COHERIS SPAD: THE DATA MINING & MACHINE LEARNING SOLUTION
Coheris Spad is a self-service data analysis studio for Data Scientists from all sectors and industries.
Coheris Spad is taught in many French and foreign Grandes Ecoles and Universities, giving it a great reputation in the Data Scientists community.
Coheris Spad provides you with a great methodological richness covering a very broad spectrum in terms of data analysis.
In a user-friendly and intuitive environment, you thus have all the necessary power to discover, prepare and analyze your data.
AN EXCEPTIONAL GRAPHIC INTERFACE
Coheris Spad is a software dedicated to Data Mining that offers a totally graphical interface on the entire data processing chain.

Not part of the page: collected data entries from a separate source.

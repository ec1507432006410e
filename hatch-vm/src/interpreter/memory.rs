use super::Interpreter;
use crate::consts::*;
use crate::error::RuntimeError;

use hatch_asm::AddressFlags;

/// First-fit allocator over the runtime region between the program image
/// and the reserved register cells.
///
/// The map never coalesces and never moves live entries; fragmentation is
/// bounded by the 240-byte ceiling.
#[derive(Debug, Clone)]
pub(crate) struct MemoryMap {
    origin: usize,
    used: Vec<bool>,
}

impl MemoryMap {
    pub(crate) fn new(origin: usize) -> Self {
        Self {
            origin,
            used: vec![false; PROGRAM_CEILING.saturating_sub(origin)],
        }
    }

    /// First fit: the lowest run of `len` contiguous free cells.
    pub(crate) fn acquire(&mut self, len: usize) -> Option<u8> {
        let start = (0..=self.used.len().checked_sub(len)?)
            .find(|&start| self.used[start..start + len].iter().all(|used| !used))?;

        self.used[start..start + len].iter_mut().for_each(|used| *used = true);
        Some((self.origin + start) as u8)
    }

    pub(crate) fn release(&mut self, address: u8, len: usize) {
        for cell in address as usize..(address as usize + len).min(PROGRAM_CEILING) {
            if let Some(index) = cell.checked_sub(self.origin) {
                if let Some(used) = self.used.get_mut(index) {
                    *used = false;
                }
            }
        }
    }

    pub(crate) fn is_clear(&self) -> bool {
        self.used.iter().all(|used| !used)
    }
}

impl Interpreter {
    /// `PUSH`: reserves `cells` contiguous bytes and records the run's
    /// starting address on the data stack.
    pub(crate) fn stack_push(&mut self, cells: u8) -> Result<(), RuntimeError> {
        let address = self
            .memory_map
            .acquire(cells as usize)
            .ok_or(RuntimeError::OutOfMemory {
                cells: cells as usize,
            })?;
        self.data_stack.push(address);
        Ok(())
    }

    /// `POP`: drops entries without touching the allocator. Used for cells
    /// whose storage is owned elsewhere.
    pub(crate) fn stack_pop(&mut self, entries: u8) -> Result<(), RuntimeError> {
        let entries = entries as usize;
        if entries > self.data_stack.len() {
            return Err(RuntimeError::DataStackUnderflow);
        }
        self.data_stack.truncate(self.data_stack.len() - entries);
        Ok(())
    }

    /// `FREE`: releases `operand` scalar cells, or — with the memory flag
    /// — one length-prefixed aggregate.
    pub(crate) fn free(&mut self, flags: AddressFlags, operand: u8) -> Result<(), RuntimeError> {
        if flags.contains(AddressFlags::MEM) {
            let address = self
                .data_stack
                .pop()
                .ok_or(RuntimeError::DataStackUnderflow)?;
            let len = self.mem_read(address) as usize;
            self.memory_map.release(address, len + 1);
        } else {
            for _ in 0..operand {
                let address = self
                    .data_stack
                    .pop()
                    .ok_or(RuntimeError::DataStackUnderflow)?;
                self.memory_map.release(address, 1);
            }
        }
        Ok(())
    }

    /// `SAVE`: parks `A` then `B` on the data stack for the matching
    /// `RET` to restore. The entries are values, not addresses; the
    /// caller/callee contract guarantees nothing frees them.
    pub(crate) fn save(&mut self) {
        self.data_stack.push(self.registers[REG_A]);
        self.data_stack.push(self.registers[REG_B]);
    }

    /// `DUP`: copies the aggregate addressed at the given stack offset
    /// into a fresh allocation of the same size.
    pub(crate) fn dup(&mut self, operand: u8) -> Result<(), RuntimeError> {
        let source = self.stack_entry(operand)?;
        let len = self.mem_read(source) as usize + 1;
        let target = self
            .memory_map
            .acquire(len)
            .ok_or(RuntimeError::OutOfMemory { cells: len })?;

        for index in 0..len {
            let value = self.mem_read(source.wrapping_add(index as u8));
            self.mem_write(target.wrapping_add(index as u8), value);
        }

        self.data_stack.push(target);
        Ok(())
    }
}

#[cfg(test)]
mod tests {
    use super::MemoryMap;

    #[test]
    fn first_fit_reuses_the_lowest_hole() {
        let mut map = MemoryMap::new(100);
        let a = map.acquire(2).unwrap();
        let b = map.acquire(3).unwrap();
        assert_eq!(100, a);
        assert_eq!(102, b);

        map.release(a, 2);
        assert_eq!(100, map.acquire(1).unwrap());
        assert_eq!(101, map.acquire(1).unwrap());
    }

    #[test]
    fn acquire_release_round_trip_clears_the_map() {
        let mut map = MemoryMap::new(10);
        let address = map.acquire(7).unwrap();
        assert!(!map.is_clear());
        map.release(address, 7);
        assert!(map.is_clear());
    }

    #[test]
    fn oversized_requests_fail_without_marking() {
        let mut map = MemoryMap::new(238);
        assert!(map.acquire(3).is_none());
        assert!(map.is_clear());
    }

    #[test]
    fn holes_are_not_coalesced_across_live_entries() {
        let mut map = MemoryMap::new(200);
        let a = map.acquire(1).unwrap();
        let _b = map.acquire(1).unwrap();
        let c = map.acquire(1).unwrap();
        map.release(a, 1);
        map.release(c, 1);

        // A two-cell request cannot straddle the live middle cell.
        assert_eq!(203, map.acquire(2).unwrap());
    }
}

Its intuitive ergonomics allows you to be autonomous quickly, avoiding the time of learning a programming language. The implementation of the numerous methods is facilitated by a default setting corresponding to the current use while remaining modifiable in a few clicks.
IMMEDIATELY USABLE RESULTS
The methods produce results in the form of tables that are automatically formatted in the spreadsheet or web browser of your choice. Specific, highly elaborate and interactive graphs (factorial plans, decision trees, image assessments, scores, etc.) provide you with a careful presentation for better communication of the results of your analyses. Guides are available to help you interpret your results in detail.
DATA PREPARATION
Coheris Spad allows you to connect to many sources to prepare your data. You thus have at your disposal a vast library of data processing functions: filtering, stacking, aggregation, transposition, joining, management of missing data, search for atypical distributions, statistical or supervised recoding, formatting…
DESCRIPTIVE STATISTICS
Coheris Spad offers all the methods to discover the main characteristics and links that structure your data: graphic visualizations of data, univariate and bivariate descriptive statistics, automatic characterization of qualitative or quantitative variables, image assessment, statistical tests.
You can use several methods associated with a graph editor to highlight your results:
- Factor analyses (ACP, AFC, ACM, AFM) to determine correlations between factors.
- Classifications (hierarchical ascending, K-Means, mixed) to divide a set of data into different homogeneous classes or categories.
STATISTICAL MODELLING
Coheris Spad provides you with a wide range of statistical modeling methods such as simple and multiple regressions, logistic regression, discriminant analyses, PLS regression, time series, but also algorithms such as decision trees, Bayesian networks, neural networks, SVM, random forests and collaborative filtering.
TEXTUAL DATA ANALYSIS
Coheris Spad offers a set of Text Mining algorithms (language detection, vocabulary construction, lemmatization, word clouds, lexical contingency table, …) allowing the automatic grouping of texts (emails, messages on social networks, comments in business applications) into homogeneous categories or the analysis of responses to satisfaction surveys.
SCRIPTING LANGUAGES: R AND PYTHON
Coheris Spad allows the use of existing models written in R or Python, extending the possibilities of the software almost to infinity.